**THE PROBLEM**
Reproduce the records exactly, beginning with their first line and ending with the line that contains "#[tokio::main]", and output nothing more.

___ EXCERPTED DATA ___

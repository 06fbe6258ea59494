pub mod account;
pub mod email;
pub mod identity;
pub mod otp;
pub mod password;
pub mod profile;

pub(crate) mod serde_secret;
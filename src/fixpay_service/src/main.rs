use std::sync::Arc;
use std::time::Duration;

use color_eyre::eyre::Result;
use fixpay_adapters::{
    auth::SessionTokenConfig,
    config::Settings,
    crypto::Argon2Hasher,
    email::PostmarkEmailClient,
    http::{routes::set_production_mode, AppState},
    notifier::notification_channel,
    persistence::{PostgresAccountStore, RedisRevokedTokenStore},
    storage::LocalObjectStorage,
};
use fixpay_core::Email;
use fixpay_service::AccountService;
use redis::Client;
use reqwest::Client as HttpClient;
use secrecy::ExposeSecret;
use sqlx::postgres::PgPoolOptions;
use tokio::sync::Mutex;
use tracing_error::ErrorLayer;
use tracing_subscriber::{fmt, layer::SubscriberExt, util::SubscriberInitExt, EnvFilter};

#[tokio::main]
async fn main() -> Result<(), Box<dyn std::error::Error>> {
    color_eyre::install().expect("Failed to install color_eyre");
    init_tracing().expect("Failed to initialize tracing");
    dotenvy::dotenv().ok();

    let settings = Settings::load();
    set_production_mode(settings.app.production);

    // Database pool and embedded migrations
    let pg_pool = PgPoolOptions::new()
        .max_connections(5)
        .connect(settings.postgres.url.expose_secret())
        .await?;
    sqlx::migrate!().run(&pg_pool).await?;

    // Redis connection for the revocation list
    let redis_client = Client::open(format!("redis://{}/", settings.redis.host_name))?;
    let redis_conn = Arc::new(Mutex::new(redis_client.get_connection()?));

    let accounts = Arc::new(PostgresAccountStore::new(pg_pool));
    let revoked_tokens = RedisRevokedTokenStore::new(redis_conn);

    // Email delivery: Postmark behind the notification channel
    let http_client = HttpClient::builder()
        .timeout(Duration::from_millis(settings.email_client.timeout_in_millis))
        .build()?;
    let email_client = PostmarkEmailClient::new(
        settings.email_client.base_url.clone(),
        Email::try_from(settings.email_client.sender.clone())?,
        settings.email_client.auth_token.clone(),
        http_client,
    );
    let (notifier, worker) = notification_channel(email_client);
    tokio::spawn(worker.run());

    let state = AppState {
        accounts,
        revoked_tokens,
        hasher: Arc::new(Argon2Hasher::new()),
        notifier: Arc::new(notifier),
        storage: Arc::new(LocalObjectStorage::new(settings.app.uploads_dir.clone())),
        token_config: SessionTokenConfig {
            jwt_secret: settings.auth.jwt_secret.clone(),
            ttl_seconds: settings.auth.session_ttl_seconds,
        },
    };

    let service = AccountService::new(state, settings.app.uploads_dir.clone());

    let listener = tokio::net::TcpListener::bind(&settings.app.address).await?;
    service.run_standalone(listener).await?;

    Ok(())
}

fn init_tracing() -> Result<()> {
    let fmt_layer = fmt::layer().compact();

    let filter_layer = EnvFilter::try_from_default_env().or_else(|_| EnvFilter::try_new("info"))?;

    tracing_subscriber::registry()
        .with(filter_layer)
        .with(fmt_layer)
        .with(ErrorLayer::default())
        .init();

    Ok(())
}
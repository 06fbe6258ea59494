pub mod account_service;
pub mod tracing;

pub use account_service::AccountService;
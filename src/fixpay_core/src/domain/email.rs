use std::hash::{Hash, Hasher};
use std::sync::LazyLock;

use regex::Regex;
use secrecy::{ExposeSecret, Secret};
use serde::{Deserialize, Serialize};
use thiserror::Error;

pub const EMAIL_MIN_LENGTH: usize = 5;
pub const EMAIL_MAX_LENGTH: usize = 100;

static EMAIL_PATTERN: LazyLock<Regex> =
    LazyLock::new(|| Regex::new(r"^[^@\s]+@[^@\s]+\.[^@\s]+$").expect("email pattern compiles"));

#[derive(Debug, Error, PartialEq, Eq)]
pub enum EmailError {
    #[error("you need to enter Email format !")]
    InvalidFormat,
    #[error("email must be from 5 to 100 chars")]
    InvalidLength,
}

/// Email address, trimmed and lowercased on parse. Doubles as the login
/// identifier, so it is kept behind `Secret` like other credentials.
#[derive(Debug, Clone, Serialize, Deserialize)]
#[serde(try_from = "String", into = "String")]
pub struct Email(Secret<String>);

impl TryFrom<String> for Email {
    type Error = EmailError;

    fn try_from(raw: String) -> Result<Self, Self::Error> {
        let normalized = raw.trim().to_lowercase();
        let length = normalized.chars().count();
        if !(EMAIL_MIN_LENGTH..=EMAIL_MAX_LENGTH).contains(&length) {
            return Err(EmailError::InvalidLength);
        }
        if !EMAIL_PATTERN.is_match(&normalized) {
            return Err(EmailError::InvalidFormat);
        }
        Ok(Self(Secret::from(normalized)))
    }
}

impl TryFrom<Secret<String>> for Email {
    type Error = EmailError;

    fn try_from(raw: Secret<String>) -> Result<Self, Self::Error> {
        Self::try_from(raw.expose_secret().clone())
    }
}

impl From<Email> for String {
    fn from(email: Email) -> Self {
        email.0.expose_secret().clone()
    }
}

impl AsRef<Secret<String>> for Email {
    fn as_ref(&self) -> &Secret<String> {
        &self.0
    }
}

impl PartialEq for Email {
    fn eq(&self, other: &Self) -> bool {
        self.0.expose_secret() == other.0.expose_secret()
    }
}

impl Eq for Email {}

impl Hash for Email {
    fn hash<H: Hasher>(&self, state: &mut H) {
        self.0.expose_secret().hash(state);
    }
}
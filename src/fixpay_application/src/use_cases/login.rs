use chrono::Utc;
use fixpay_core::{
    Account, AccountStore, AccountStoreError, CredentialHasher, CredentialHasherError, Email,
    Password,
};

/// Error types for the login use case
#[derive(Debug, thiserror::Error)]
pub enum LoginError {
    /// Deliberately covers both an unknown email and a wrong password.
    #[error("email and password doesn't match")]
    InvalidCredentials,
    #[error("the restore window has passed, the account cannot be recovered")]
    AccountUnrestorable,
    #[error("Hashing error: {0}")]
    HasherError(#[from] CredentialHasherError),
    #[error("Account store error: {0}")]
    AccountStoreError(AccountStoreError),
}

/// Login use case - authenticates credentials and, for a soft-deleted
/// account still inside its restore window, restores it in the same flow.
pub struct LoginUseCase<A, H>
where
    A: AccountStore,
    H: CredentialHasher,
{
    account_store: A,
    hasher: H,
}

impl<A, H> LoginUseCase<A, H>
where
    A: AccountStore,
    H: CredentialHasher,
{
    pub fn new(account_store: A, hasher: H) -> Self {
        Self {
            account_store,
            hasher,
        }
    }

    /// Execute the login use case
    ///
    /// # Returns
    /// The authenticated (and possibly just-restored) account. Issuing the
    /// session token is the transport layer's job.
    #[tracing::instrument(name = "LoginUseCase::execute", skip_all)]
    pub async fn execute(&self, email: Email, password: Password) -> Result<Account, LoginError> {
        let mut account = match self.account_store.find_by_email(&email).await {
            Ok(account) => account,
            Err(AccountStoreError::AccountNotFound) => return Err(LoginError::InvalidCredentials),
            Err(e) => return Err(LoginError::AccountStoreError(e)),
        };

        if !self
            .hasher
            .verify(password.as_ref().clone(), account.password_hash())
            .await?
        {
            return Err(LoginError::InvalidCredentials);
        }

        if let Some(deletion) = account.deletion().copied() {
            if !deletion.is_restorable(Utc::now()) {
                return Err(LoginError::AccountUnrestorable);
            }
            account.restore();
            self.account_store
                .update(&account)
                .await
                .map_err(LoginError::AccountStoreError)?;
        }

        Ok(account)
    }
}
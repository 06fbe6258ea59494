use async_trait::async_trait;
use fixpay_core::{
    Account, AccountId, AccountStore, AccountStoreError, DuplicateField, Email, UniqueIdentity,
};
use secrecy::ExposeSecret;
use sqlx::{PgPool, Pool, Postgres, Row};

/// Account store on PostgreSQL. The account lives in a JSONB document
/// column; the unique identity fields are mirrored into their own columns
/// so the database enforces uniqueness.
pub struct PostgresAccountStore {
    pool: PgPool,
}

impl PostgresAccountStore {
    pub fn new(pool: Pool<Postgres>) -> Self {
        PostgresAccountStore { pool }
    }
}

#[async_trait]
impl AccountStore for PostgresAccountStore {
    #[tracing::instrument(name = "Adding account to PostgreSQL", skip_all)]
    async fn insert(&self, account: Account) -> Result<(), AccountStoreError> {
        let doc = serde_json::to_value(&account)
            .map_err(|e| AccountStoreError::UnexpectedError(e.to_string()))?;

        let query = sqlx::query(
            r#"
                INSERT INTO accounts (id, email, username, phone, national_id, doc)
                VALUES ($1, $2, $3, $4, $5, $6)
            "#,
        )
        .bind(*account.id().as_uuid())
        .bind(account.email().as_ref().expose_secret())
        .bind(account.username().as_str())
        .bind(account.phone().as_str())
        .bind(account.national_id().map(|id| id.as_str()))
        .bind(doc);

        query.execute(&self.pool).await.map_err(|e| {
            if let Some(db_err) = e.as_database_error() {
                if let Some(constraint) = db_err.constraint() {
                    return AccountStoreError::Duplicate(duplicate_field(constraint));
                }
            }
            AccountStoreError::UnexpectedError(e.to_string())
        })?;

        Ok(())
    }

    #[tracing::instrument(name = "Updating account in PostgreSQL", skip_all)]
    async fn update(&self, account: &Account) -> Result<(), AccountStoreError> {
        let doc = serde_json::to_value(account)
            .map_err(|e| AccountStoreError::UnexpectedError(e.to_string()))?;

        // Identity columns are written once at insert; every later write is
        // a document replace.
        let query = sqlx::query(
            r#"
                UPDATE accounts
                SET doc = $2
                WHERE id = $1
            "#,
        )
        .bind(*account.id().as_uuid())
        .bind(doc);

        let result = query
            .execute(&self.pool)
            .await
            .map_err(|e| AccountStoreError::UnexpectedError(e.to_string()))?;

        if result.rows_affected() == 0 {
            return Err(AccountStoreError::AccountNotFound);
        }

        Ok(())
    }

    #[tracing::instrument(name = "Retrieving account by id from PostgreSQL", skip_all)]
    async fn find_by_id(&self, id: &AccountId) -> Result<Account, AccountStoreError> {
        let row = sqlx::query(
            r#"
                SELECT doc
                FROM accounts
                WHERE id = $1
            "#,
        )
        .bind(id.as_uuid())
        .fetch_optional(&self.pool)
        .await
        .map_err(|e| AccountStoreError::UnexpectedError(e.to_string()))?;

        let Some(row) = row else {
            return Err(AccountStoreError::AccountNotFound);
        };

        decode_account(row)
    }

    #[tracing::instrument(name = "Retrieving account by email from PostgreSQL", skip_all)]
    async fn find_by_email(&self, email: &Email) -> Result<Account, AccountStoreError> {
        let row = sqlx::query(
            r#"
                SELECT doc
                FROM accounts
                WHERE email = $1
            "#,
        )
        .bind(email.as_ref().expose_secret())
        .fetch_optional(&self.pool)
        .await
        .map_err(|e| AccountStoreError::UnexpectedError(e.to_string()))?;

        let Some(row) = row else {
            return Err(AccountStoreError::AccountNotFound);
        };

        decode_account(row)
    }

    #[tracing::instrument(name = "Listing accounts from PostgreSQL", skip_all)]
    async fn list(&self) -> Result<Vec<Account>, AccountStoreError> {
        let rows = sqlx::query(
            r#"
                SELECT doc
                FROM accounts
                ORDER BY created_at
            "#,
        )
        .fetch_all(&self.pool)
        .await
        .map_err(|e| AccountStoreError::UnexpectedError(e.to_string()))?;

        rows.into_iter().map(decode_account).collect()
    }

    #[tracing::instrument(name = "Checking identity conflicts in PostgreSQL", skip_all)]
    async fn find_conflict(
        &self,
        identity: UniqueIdentity<'_>,
    ) -> Result<Option<DuplicateField>, AccountStoreError> {
        // One query over every unique column; the first match in field
        // order wins when several collide.
        let row = sqlx::query(
            r#"
                SELECT
                    bool_or(email = $1) AS email_taken,
                    bool_or(username = $2) AS username_taken,
                    bool_or(phone = $3) AS phone_taken,
                    bool_or(national_id = $4) AS national_id_taken
                FROM accounts
                WHERE email = $1
                    OR username = $2
                    OR phone = $3
                    OR national_id = $4
            "#,
        )
        .bind(identity.email.as_ref().expose_secret())
        .bind(identity.username.as_str())
        .bind(identity.phone.as_str())
        .bind(identity.national_id.map(|id| id.as_str()))
        .fetch_one(&self.pool)
        .await
        .map_err(|e| AccountStoreError::UnexpectedError(e.to_string()))?;

        let taken = |column: &str| -> Result<bool, AccountStoreError> {
            row.try_get::<Option<bool>, _>(column)
                .map(|flag| flag.unwrap_or(false))
                .map_err(|e| AccountStoreError::UnexpectedError(e.to_string()))
        };

        if taken("email_taken")? {
            return Ok(Some(DuplicateField::Email));
        }
        if taken("username_taken")? {
            return Ok(Some(DuplicateField::Username));
        }
        if taken("phone_taken")? {
            return Ok(Some(DuplicateField::Phone));
        }
        if taken("national_id_taken")? {
            return Ok(Some(DuplicateField::NationalId));
        }
        Ok(None)
    }
}

fn decode_account(row: sqlx::postgres::PgRow) -> Result<Account, AccountStoreError> {
    let doc: serde_json::Value = row
        .try_get("doc")
        .map_err(|e| AccountStoreError::UnexpectedError(e.to_string()))?;
    serde_json::from_value(doc).map_err(|e| AccountStoreError::UnexpectedError(e.to_string()))
}

/// Maps a violated unique constraint to the API name of its field. Unknown
/// constraints fall back to the email message rather than leaking SQL
/// details to clients.
fn duplicate_field(constraint: &str) -> DuplicateField {
    match constraint {
        "accounts_username_key" => DuplicateField::Username,
        "accounts_phone_key" => DuplicateField::Phone,
        "accounts_national_id_key" => DuplicateField::NationalId,
        _ => DuplicateField::Email,
    }
}
use std::collections::HashMap;
use std::sync::Arc;

use async_trait::async_trait;
use fixpay_core::{
    Account, AccountId, AccountStore, AccountStoreError, DuplicateField, Email, UniqueIdentity,
};
use tokio::sync::RwLock;

/// Account store backed by a shared map. Used in development mode and by
/// the API test suite.
#[derive(Clone, Default)]
pub struct InMemoryAccountStore {
    accounts: Arc<RwLock<HashMap<AccountId, Account>>>,
}

impl InMemoryAccountStore {
    pub fn new() -> Self {
        Self::default()
    }

    /// Test hook: mutate a stored account in place, e.g. to age an OTP
    /// challenge past its cooldown or expiry.
    pub async fn with_account<F>(&self, id: &AccountId, mutate: F)
    where
        F: FnOnce(&mut Account),
    {
        let mut accounts = self.accounts.write().await;
        if let Some(account) = accounts.get_mut(id) {
            mutate(account);
        }
    }
}

#[async_trait]
impl AccountStore for InMemoryAccountStore {
    async fn insert(&self, account: Account) -> Result<(), AccountStoreError> {
        let identity = UniqueIdentity {
            email: account.email(),
            username: account.username(),
            phone: account.phone(),
            national_id: account.national_id(),
        };
        if let Some(field) = self.find_conflict(identity).await? {
            return Err(AccountStoreError::Duplicate(field));
        }

        self.accounts.write().await.insert(account.id(), account);
        Ok(())
    }

    async fn update(&self, account: &Account) -> Result<(), AccountStoreError> {
        let mut accounts = self.accounts.write().await;
        match accounts.get_mut(&account.id()) {
            Some(existing) => {
                *existing = account.clone();
                Ok(())
            }
            None => Err(AccountStoreError::AccountNotFound),
        }
    }

    async fn find_by_id(&self, id: &AccountId) -> Result<Account, AccountStoreError> {
        self.accounts
            .read()
            .await
            .get(id)
            .cloned()
            .ok_or(AccountStoreError::AccountNotFound)
    }

    async fn find_by_email(&self, email: &Email) -> Result<Account, AccountStoreError> {
        self.accounts
            .read()
            .await
            .values()
            .find(|account| account.email() == email)
            .cloned()
            .ok_or(AccountStoreError::AccountNotFound)
    }

    async fn list(&self) -> Result<Vec<Account>, AccountStoreError> {
        let mut accounts: Vec<Account> = self.accounts.read().await.values().cloned().collect();
        accounts.sort_by_key(|account| account.created_at());
        Ok(accounts)
    }

    async fn find_conflict(
        &self,
        identity: UniqueIdentity<'_>,
    ) -> Result<Option<DuplicateField>, AccountStoreError> {
        let accounts = self.accounts.read().await;
        for account in accounts.values() {
            if account.email() == identity.email {
                return Ok(Some(DuplicateField::Email));
            }
            if account.username() == identity.username {
                return Ok(Some(DuplicateField::Username));
            }
            if account.phone() == identity.phone {
                return Ok(Some(DuplicateField::Phone));
            }
            if account.national_id().is_some() && account.national_id() == identity.national_id {
                return Ok(Some(DuplicateField::NationalId));
            }
        }
        Ok(None)
    }
}
use std::str::FromStr;

use axum::{
    extract::{Path, State},
    http::HeaderMap,
    response::IntoResponse,
    Json,
};
use fixpay_application::UpdateProfileUseCase;
use fixpay_core::{
    parse_date_of_birth, AccountId, AccountProjection, AccountStore, Address, FullName, Gender,
    ProfilePatch, RevokedTokenStore,
};
use serde::Deserialize;

use super::{caller_account_id, error::AccountApiError};
use crate::auth::authenticate;
use crate::http::{envelope::ApiEnvelope, state::AppState};

fn parse_account_id(raw: &str) -> Result<AccountId, AccountApiError> {
    AccountId::from_str(raw)
        .map_err(|_| AccountApiError::InvalidInput("invalid account id".to_string()))
}

#[tracing::instrument(name = "List accounts", skip_all)]
pub async fn list_accounts<A, R>(
    State(state): State<AppState<A, R>>,
    headers: HeaderMap,
) -> Result<impl IntoResponse, AccountApiError>
where
    A: AccountStore + Clone + 'static,
    R: RevokedTokenStore + Clone + 'static,
{
    authenticate(&headers, &state.revoked_tokens, &state.token_config).await?;

    let accounts = state.accounts.list().await?;
    let projections: Vec<AccountProjection> =
        accounts.iter().map(AccountProjection::from).collect();

    Ok(Json(ApiEnvelope::success("accounts", projections)))
}

#[tracing::instrument(name = "Get account", skip_all)]
pub async fn get_account<A, R>(
    State(state): State<AppState<A, R>>,
    headers: HeaderMap,
    Path(id): Path<String>,
) -> Result<impl IntoResponse, AccountApiError>
where
    A: AccountStore + Clone + 'static,
    R: RevokedTokenStore + Clone + 'static,
{
    authenticate(&headers, &state.revoked_tokens, &state.token_config).await?;
    let account_id = parse_account_id(&id)?;

    let account = state.accounts.find_by_id(&account_id).await?;

    Ok(Json(ApiEnvelope::success(
        "account",
        AccountProjection::from(&account),
    )))
}

#[derive(Deserialize)]
#[serde(rename_all = "camelCase")]
pub struct UpdateProfileRequest {
    pub first_name: Option<String>,
    pub last_name: Option<String>,
    pub date_of_birth: Option<String>,
    pub gender: Option<bool>,
    pub address: Option<UpdateAddressRequest>,
}

#[derive(Deserialize)]
pub struct UpdateAddressRequest {
    pub government: Option<String>,
    pub city: Option<String>,
    pub street: Option<String>,
}

impl UpdateProfileRequest {
    fn parse(self) -> Result<ProfilePatch, AccountApiError> {
        let name = match (self.first_name, self.last_name) {
            (Some(first), Some(last)) => Some(FullName::new(&first, &last)?),
            (None, None) => None,
            _ => {
                return Err(AccountApiError::InvalidInput(
                    "firstName and lastName must be changed together".to_string(),
                ))
            }
        };

        Ok(ProfilePatch {
            name,
            date_of_birth: self
                .date_of_birth
                .as_deref()
                .map(parse_date_of_birth)
                .transpose()?,
            gender: self.gender.map(Gender::from),
            address: self
                .address
                .map(|a| Address::new(a.government, a.city, a.street)),
        })
    }
}

#[tracing::instrument(name = "Update profile", skip_all)]
pub async fn update_profile<A, R>(
    State(state): State<AppState<A, R>>,
    headers: HeaderMap,
    Path(id): Path<String>,
    Json(request): Json<UpdateProfileRequest>,
) -> Result<impl IntoResponse, AccountApiError>
where
    A: AccountStore + Clone + 'static,
    R: RevokedTokenStore + Clone + 'static,
{
    let claims = authenticate(&headers, &state.revoked_tokens, &state.token_config).await?;
    let caller_id = caller_account_id(&claims)?;
    let target_id = parse_account_id(&id)?;
    let patch = request.parse()?;

    let use_case = UpdateProfileUseCase::new(state.accounts.clone());
    let projection = use_case
        .execute(caller_id, claims.role, target_id, patch)
        .await?;

    Ok(Json(ApiEnvelope::success(
        "profile updated successfully",
        projection,
    )))
}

___

**YOUR RESPONSE**
repository 06fbe6258ea59494
pub mod account;
pub mod email;
pub mod identity;
pub mod otp;
pub mod password;
pub mod profile;

pub(crate) mod serde_secret;
filename src/fixpay_service/src/main.rs
use std::sync::Arc;
use std::time::Duration;

use color_eyre::eyre::Result;
use fixpay_adapters::{
    auth::SessionTokenConfig,
    config::Settings,
    crypto::Argon2Hasher,
    email::PostmarkEmailClient,
    http::{routes::set_production_mode, AppState},
    notifier::notification_channel,
    persistence::{PostgresAccountStore, RedisRevokedTokenStore},
    storage::LocalObjectStorage,
};
use fixpay_core::Email;
use fixpay_service::AccountService;
use redis::Client;
use reqwest::Client as HttpClient;
use secrecy::ExposeSecret;
use sqlx::postgres::PgPoolOptions;
use tokio::sync::Mutex;
use tracing_error::ErrorLayer;
use tracing_subscriber::{fmt, layer::SubscriberExt, util::SubscriberInitExt, EnvFilter};

#[tokio::main]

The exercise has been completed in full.